■ **Data under study**
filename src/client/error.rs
//! Classified failures of a single CRM operation call.

use serde::{Deserialize, Serialize};
use thiserror::Error;

/// HTTP statuses that are retried when the body carries no recognized status.
pub const RETRYABLE_HTTP_STATUSES: [u16; 4] = [500, 502, 503, 504];

#[derive(Debug, Clone, Copy, PartialEq, Eq, Serialize)]
pub enum ErrorKind {
    /// Bad client configuration or call arguments.
    Config,
    /// Payload could not be serialized or is not valid JSON.
    Encoding,
    /// Connection failure or timeout.
    Transport,
    /// A 2xx response whose body is not valid JSON.
    InvalidResponse,
    /// The remote already handled this idempotency token.
    TransactionAlreadyProcessed,
    Validation,
    Protocol,
    InternalServer,
    /// Any other non-2xx response.
    Http,
}

impl ErrorKind {
    pub fn as_str(&self) -> &'static str {
        match self {
            ErrorKind::Config => "ConfigError",
            ErrorKind::Encoding => "EncodingError",
            ErrorKind::Transport => "TransportError",
            ErrorKind::InvalidResponse => "InvalidResponseError",
            ErrorKind::TransactionAlreadyProcessed => "TransactionAlreadyProcessed",
            ErrorKind::Validation => "ValidationError",
            ErrorKind::Protocol => "ProtocolError",
            ErrorKind::InternalServer => "InternalServerError",
            ErrorKind::Http => "HttpError",
        }
    }

    /// Map a response body `status` value onto a kind. Unknown values yield `None`.
    pub fn from_response_status(status: &str) -> Option<Self> {
        match status {
            "TransactionAlreadyProcessed" => Some(ErrorKind::TransactionAlreadyProcessed),
            "ValidationError" => Some(ErrorKind::Validation),
            "ProtocolError" => Some(ErrorKind::Protocol),
            "InternalServerError" => Some(ErrorKind::InternalServer),
            _ => None,
        }
    }
}

impl std::fmt::Display for ErrorKind {
    fn fmt(&self, f: &mut std::fmt::Formatter<'_>) -> std::fmt::Result {
        f.write_str(self.as_str())
    }
}

#[derive(Debug, Clone, Default, PartialEq, Eq, Serialize, Deserialize)]
pub struct ValidationMessage {
    #[serde(default)]
    pub location: String,
    #[serde(default)]
    pub message: String,
}

/// Everything the remote told us about a failed call.
#[derive(Debug, Clone, Default, Serialize)]
#[serde(rename_all = "camelCase")]
pub struct ErrorDetail {
    /// 0 when no response was received.
    pub http_status: u16,
    pub response_status: Option<String>,
    pub error_id: Option<String>,
    pub error_message: Option<String>,
    pub validation_messages: Vec<ValidationMessage>,
    #[serde(skip)]
    pub response_body: Option<String>,
}

#[derive(Debug, Clone, Error)]
#[error("{message}")]
pub struct ClientError {
    pub kind: ErrorKind,
    pub message: String,
    pub detail: ErrorDetail,
}

impl ClientError {
    pub fn new(kind: ErrorKind, message: impl Into<String>) -> Self {
        Self {
            kind,
            message: message.into(),
            detail: ErrorDetail::default(),
        }
    }

    pub fn config(message: impl Into<String>) -> Self {
        Self::new(ErrorKind::Config, message)
    }

    pub fn encoding(message: impl Into<String>) -> Self {
        Self::new(ErrorKind::Encoding, message)
    }

    pub fn transport(message: impl Into<String>) -> Self {
        Self::new(ErrorKind::Transport, message)
    }

    pub fn with_detail(mut self, detail: ErrorDetail) -> Self {
        self.detail = detail;
        self
    }

    pub fn http_status(&self) -> u16 {
        self.detail.http_status
    }

    /// True when the remote reported the idempotency token as already handled.
    pub fn is_already_processed(&self) -> bool {
        self.kind == ErrorKind::TransactionAlreadyProcessed
    }

    /// Whether the call should be retried later from the queue.
    pub fn is_retryable(&self) -> bool {
        match self.kind {
            ErrorKind::Transport | ErrorKind::InternalServer => true,
            ErrorKind::Http => RETRYABLE_HTTP_STATUSES.contains(&self.detail.http_status),
            _ => false,
        }
    }

    /// One-line summary for operator logs.
    pub fn summary(&self) -> String {
        format!(
            "{} [kind={} http={} status={} errorId={} message={}]",
            self.message,
            self.kind,
            self.detail.http_status,
            self.detail.response_status.as_deref().unwrap_or("-"),
            self.detail.error_id.as_deref().unwrap_or("-"),
            self.detail.error_message.as_deref().unwrap_or("-"),
        )
    }
}
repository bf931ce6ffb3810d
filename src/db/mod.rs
pub mod queue;
use axum::http::StatusCode;
use axum::response::{IntoResponse, Response};
use serde_json::json;

use crate::client::{ClientError, ErrorKind};
use crate::store::StoreError;

#[derive(Debug)]
pub enum AppError {
    NotFound(String),
    Unauthorized(String),
    BadRequest(String),
    Conflict(String),
    Store(StoreError),
    /// A classified CRM failure the facade chose to propagate.
    Remote(ClientError),
}

impl std::fmt::Display for AppError {
    fn fmt(&self, f: &mut std::fmt::Formatter<'_>) -> std::fmt::Result {
        match self {
            AppError::NotFound(msg) => write!(f, "Not Found: {msg}"),
            AppError::Unauthorized(msg) => write!(f, "Unauthorized: {msg}"),
            AppError::BadRequest(msg) => write!(f, "Bad Request: {msg}"),
            AppError::Conflict(msg) => write!(f, "Conflict: {msg}"),
            AppError::Store(err) => write!(f, "Store Error: {err}"),
            AppError::Remote(err) => write!(f, "CRM Error: {err}"),
        }
    }
}

impl IntoResponse for AppError {
    fn into_response(self) -> Response {
        let (status, body) = match &self {
            AppError::NotFound(msg) => (StatusCode::NOT_FOUND, json!({ "error": msg })),
            AppError::Unauthorized(msg) => (StatusCode::UNAUTHORIZED, json!({ "error": msg })),
            AppError::BadRequest(msg) => (StatusCode::BAD_REQUEST, json!({ "error": msg })),
            AppError::Conflict(msg) => (StatusCode::CONFLICT, json!({ "error": msg })),
            AppError::Store(err) => {
                tracing::error!("Store error: {err}");
                (
                    StatusCode::INTERNAL_SERVER_ERROR,
                    json!({ "error": "Internal server error" }),
                )
            }
            AppError::Remote(err) => {
                let status = match err.kind {
                    ErrorKind::Validation => StatusCode::UNPROCESSABLE_ENTITY,
                    ErrorKind::Config | ErrorKind::Encoding => StatusCode::BAD_REQUEST,
                    _ => StatusCode::BAD_GATEWAY,
                };
                (
                    status,
                    json!({
                        "error": err.message,
                        "kind": err.kind.as_str(),
                        "httpStatus": err.detail.http_status,
                        "responseStatus": err.detail.response_status,
                        "errorId": err.detail.error_id,
                        "errorMessage": err.detail.error_message,
                        "validationMessages": err.detail.validation_messages,
                    }),
                )
            }
        };

        (status, axum::Json(body)).into_response()
    }
}

impl From<StoreError> for AppError {
    fn from(err: StoreError) -> Self {
        AppError::Store(err)
    }
}

impl From<ClientError> for AppError {
    fn from(err: ClientError) -> Self {
        AppError::Remote(err)
    }
}
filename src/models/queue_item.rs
use std::fmt;
use std::str::FromStr;

use chrono::{DateTime, Utc};
use serde::{Deserialize, Serialize};

use crate::client::{ClientError, Mode};

#[derive(Debug, Clone, Copy, PartialEq, Eq, Hash, Serialize, Deserialize)]
#[serde(rename_all = "lowercase")]
pub enum QueueStatus {
    New,
    Retry,
    Locked,
    Success,
    Failed,
}

impl QueueStatus {
    /// Statuses a tick may pick up.
    pub const PENDING: [QueueStatus; 3] =
        [QueueStatus::New, QueueStatus::Retry, QueueStatus::Locked];

    pub fn as_str(&self) -> &'static str {
        match self {
            QueueStatus::New => "new",
            QueueStatus::Retry => "retry",
            QueueStatus::Locked => "locked",
            QueueStatus::Success => "success",
            QueueStatus::Failed => "failed",
        }
    }

    pub fn is_pending(&self) -> bool {
        Self::PENDING.contains(self)
    }
}

impl fmt::Display for QueueStatus {
    fn fmt(&self, f: &mut fmt::Formatter<'_>) -> fmt::Result {
        f.write_str(self.as_str())
    }
}

#[derive(Debug, thiserror::Error)]
#[error("unknown queue status: {0}")]
pub struct UnknownStatus(String);

impl FromStr for QueueStatus {
    type Err = UnknownStatus;

    fn from_str(s: &str) -> Result<Self, Self::Err> {
        match s {
            "new" => Ok(QueueStatus::New),
            "retry" => Ok(QueueStatus::Retry),
            "locked" => Ok(QueueStatus::Locked),
            "success" => Ok(QueueStatus::Success),
            "failed" => Ok(QueueStatus::Failed),
            other => Err(UnknownStatus(other.to_string())),
        }
    }
}

impl TryFrom<String> for QueueStatus {
    type Error = UnknownStatus;

    fn try_from(value: String) -> Result<Self, Self::Error> {
        value.parse()
    }
}

#[derive(Debug, Clone, Serialize, sqlx::FromRow)]
pub struct QueueItem {
    pub id: i64,
    #[sqlx(try_from = "String")]
    pub status: QueueStatus,
    pub next_run_at: Option<DateTime<Utc>>,
    pub locked_until: Option<DateTime<Utc>>,
    pub tries: i32,
    #[sqlx(try_from = "String")]
    pub mode: Mode,
    pub operation: String,
    pub payload: String,
    pub device_id: Option<String>,
    pub authorize: bool,
    pub api_url: String,
    pub endpoint_id: String,
    pub timeout_secs: i32,
    pub idempotency_token: String,
    pub http_status: Option<i32>,
    pub response_status: Option<String>,
    pub error_id: Option<String>,
    pub error_message: Option<String>,
    pub created_at: DateTime<Utc>,
    pub updated_at: DateTime<Utc>,
    pub last_error_at: Option<DateTime<Utc>>,
}

/// Diagnostics from the most recent attempt.
#[derive(Debug, Clone, Default, PartialEq, Eq)]
pub struct Diagnostics {
    pub http_status: Option<i32>,
    pub response_status: Option<String>,
    pub error_id: Option<String>,
    pub error_message: Option<String>,
}

impl Diagnostics {
    /// For failures that never produced a classified error.
    pub fn message(message: impl Into<String>) -> Self {
        Self {
            error_message: Some(message.into()),
            ..Default::default()
        }
    }
}

impl From<&ClientError> for Diagnostics {
    fn from(err: &ClientError) -> Self {
        let detail = &err.detail;
        Self {
            http_status: (detail.http_status > 0).then_some(i32::from(detail.http_status)),
            response_status: detail.response_status.clone(),
            error_id: detail.error_id.clone(),
            error_message: detail
                .error_message
                .clone()
                .or_else(|| Some(err.message.clone())),
        }
    }
}

/// A row as written by the immediate path.
#[derive(Debug, Clone)]
pub struct NewQueueItem {
    pub status: QueueStatus,
    pub next_run_at: Option<DateTime<Utc>>,
    pub tries: i32,
    pub mode: Mode,
    pub operation: String,
    pub payload: String,
    pub device_id: Option<String>,
    pub authorize: bool,
    pub api_url: String,
    pub endpoint_id: String,
    pub timeout_secs: i32,
    pub idempotency_token: String,
    pub diagnostics: Option<Diagnostics>,
    pub created_at: DateTime<Utc>,
}

/// Terminal or retry state written after a claimed row was attempted.
///
/// The lock is always cleared. `next_run_at` is only overwritten when set,
/// and diagnostics (with `last_error_at`) only when present.
#[derive(Debug, Clone)]
pub struct Completion {
    pub status: QueueStatus,
    pub tries: i32,
    pub next_run_at: Option<DateTime<Utc>>,
    pub diagnostics: Option<Diagnostics>,
    pub at: DateTime<Utc>,
}

impl Completion {
    pub fn success(at: DateTime<Utc>, tries: i32) -> Self {
        Self {
            status: QueueStatus::Success,
            tries,
            next_run_at: None,
            diagnostics: None,
            at,
        }
    }

    pub fn retry(
        at: DateTime<Utc>,
        tries: i32,
        next_run_at: DateTime<Utc>,
        diagnostics: Diagnostics,
    ) -> Self {
        Self {
            status: QueueStatus::Retry,
            tries,
            next_run_at: Some(next_run_at),
            diagnostics: Some(diagnostics),
            at,
        }
    }

    pub fn failed(at: DateTime<Utc>, tries: i32, diagnostics: Diagnostics) -> Self {
        Self {
            status: QueueStatus::Failed,
            tries,
            next_run_at: None,
            diagnostics: Some(diagnostics),
            at,
        }
    }
}
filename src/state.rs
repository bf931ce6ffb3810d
use std::sync::Arc;

use crate::config::Config;
use crate::queue::QueueService;

pub type SharedState = Arc<AppState>;

pub struct AppState {
    pub config: Config,
    pub queue: Arc<QueueService>,
}
use std::sync::Arc;

use dashmap::DashMap;

use super::{ClientError, ClientSettings, CrmClient};

pub type ErrorCallback = Arc<dyn Fn(&ClientSettings, &ClientError) + Send + Sync>;

/// Process-wide cache of validated clients, keyed on the exact settings tuple.
///
/// Built once at startup and shared by reference; [`ClientRegistry::clear`]
/// drops every cached client on teardown.
pub struct ClientRegistry {
    clients: DashMap<ClientSettings, Arc<CrmClient>>,
    on_error: ErrorCallback,
}

impl ClientRegistry {
    pub fn new() -> Self {
        Self::with_error_callback(Arc::new(|settings, err| {
            tracing::warn!(
                api_url = %settings.api_url,
                endpoint_id = %settings.endpoint_id,
                "CRM client initialization failed: {err}"
            );
        }))
    }

    pub fn with_error_callback(on_error: ErrorCallback) -> Self {
        Self {
            clients: DashMap::new(),
            on_error,
        }
    }

    /// Return the cached client for `settings`, building it on first use.
    /// A construction failure is reported to the error callback and yields `None`.
    pub fn get(&self, settings: &ClientSettings) -> Option<Arc<CrmClient>> {
        if let Some(client) = self.clients.get(settings) {
            return Some(Arc::clone(client.value()));
        }

        match CrmClient::new(settings) {
            Ok(client) => {
                let entry = self
                    .clients
                    .entry(settings.clone())
                    .or_insert_with(|| Arc::new(client));
                Some(Arc::clone(entry.value()))
            }
            Err(err) => {
                (self.on_error)(settings, &err);
                None
            }
        }
    }

    pub fn len(&self) -> usize {
        self.clients.len()
    }

    pub fn is_empty(&self) -> bool {
        self.clients.is_empty()
    }

    pub fn clear(&self) {
        self.clients.clear();
    }
}

impl Default for ClientRegistry {
    fn default() -> Self {
        Self::new()
    }
}
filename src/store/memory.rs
use std::collections::BTreeMap;

use async_trait::async_trait;
use chrono::{DateTime, Utc};
use tokio::sync::Mutex;

use super::{ListFilter, QueueStore, StoreError};
use crate::models::{Completion, NewQueueItem, QueueItem, QueueStatus};

/// In-process store with the same conditional-update semantics as Postgres.
#[derive(Default)]
pub struct MemoryQueueStore {
    inner: Mutex<Inner>,
}

#[derive(Default)]
struct Inner {
    last_id: i64,
    rows: BTreeMap<i64, QueueItem>,
}

impl MemoryQueueStore {
    pub fn new() -> Self {
        Self::default()
    }

    /// Snapshot of every row, ordered by id.
    pub async fn all(&self) -> Vec<QueueItem> {
        self.inner.lock().await.rows.values().cloned().collect()
    }
}

fn is_due(row: &QueueItem, now: DateTime<Utc>) -> bool {
    row.status.is_pending()
        && row.next_run_at.is_none_or(|t| t <= now)
        && row.locked_until.is_none_or(|t| t < now)
}

#[async_trait]
impl QueueStore for MemoryQueueStore {
    async fn add(&self, item: NewQueueItem) -> Result<QueueItem, StoreError> {
        let mut inner = self.inner.lock().await;
        inner.last_id += 1;
        let diag = item.diagnostics.clone().unwrap_or_default();
        let row = QueueItem {
            id: inner.last_id,
            status: item.status,
            next_run_at: item.next_run_at,
            locked_until: None,
            tries: item.tries,
            mode: item.mode,
            operation: item.operation,
            payload: item.payload,
            device_id: item.device_id,
            authorize: item.authorize,
            api_url: item.api_url,
            endpoint_id: item.endpoint_id,
            timeout_secs: item.timeout_secs,
            idempotency_token: item.idempotency_token,
            http_status: diag.http_status,
            response_status: diag.response_status,
            error_id: diag.error_id,
            error_message: diag.error_message,
            created_at: item.created_at,
            updated_at: item.created_at,
            last_error_at: item.diagnostics.map(|_| item.created_at),
        };
        inner.rows.insert(row.id, row.clone());
        Ok(row)
    }

    async fn find(&self, id: i64) -> Result<Option<QueueItem>, StoreError> {
        Ok(self.inner.lock().await.rows.get(&id).cloned())
    }

    async fn list(&self, filter: &ListFilter) -> Result<Vec<QueueItem>, StoreError> {
        let inner = self.inner.lock().await;
        Ok(inner
            .rows
            .values()
            .rev()
            .filter(|row| filter.status.is_none_or(|s| row.status == s))
            .skip(filter.offset.max(0) as usize)
            .take(filter.limit.max(0) as usize)
            .cloned()
            .collect())
    }

    async fn due(&self, now: DateTime<Utc>, limit: i64) -> Result<Vec<QueueItem>, StoreError> {
        let inner = self.inner.lock().await;
        let mut rows: Vec<QueueItem> = inner
            .rows
            .values()
            .filter(|row| is_due(row, now))
            .cloned()
            .collect();
        // None sorts before Some, matching NULLS FIRST.
        rows.sort_by(|a, b| a.next_run_at.cmp(&b.next_run_at).then(a.id.cmp(&b.id)));
        rows.truncate(limit.max(0) as usize);
        Ok(rows)
    }

    async fn claim(
        &self,
        id: i64,
        now: DateTime<Utc>,
        locked_until: DateTime<Utc>,
    ) -> Result<bool, StoreError> {
        let mut inner = self.inner.lock().await;
        match inner.rows.get_mut(&id) {
            Some(row) if is_due(row, now) => {
                row.status = QueueStatus::Locked;
                row.locked_until = Some(locked_until);
                row.updated_at = now;
                Ok(true)
            }
            _ => Ok(false),
        }
    }

    async fn complete(&self, id: i64, completion: &Completion) -> Result<bool, StoreError> {
        let mut inner = self.inner.lock().await;
        let Some(row) = inner
            .rows
            .get_mut(&id)
            .filter(|row| row.status == QueueStatus::Locked)
        else {
            return Ok(false);
        };

        row.status = completion.status;
        row.tries = row.tries.max(completion.tries);
        if let Some(next_run_at) = completion.next_run_at {
            row.next_run_at = Some(next_run_at);
        }
        row.locked_until = None;
        row.updated_at = completion.at;
        if let Some(diag) = &completion.diagnostics {
            row.http_status = diag.http_status;
            row.response_status = diag.response_status.clone();
            row.error_id = diag.error_id.clone();
            row.error_message = diag.error_message.clone();
            row.last_error_at = Some(completion.at);
        }
        Ok(true)
    }

    async fn requeue(&self, id: i64, now: DateTime<Utc>) -> Result<bool, StoreError> {
        let mut inner = self.inner.lock().await;
        match inner.rows.get_mut(&id) {
            Some(row) if row.status == QueueStatus::Failed => {
                row.status = QueueStatus::Retry;
                row.next_run_at = Some(now);
                row.locked_until = None;
                row.updated_at = now;
                Ok(true)
            }
            _ => Ok(false),
        }
    }
}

■ **What is expected**
Please return each line of the data above in which the word "axum" occurs.

■ **The completed task**
use axum::http::StatusCode;
use axum::response::{IntoResponse, Response};
        (status, axum::Json(body)).into_response()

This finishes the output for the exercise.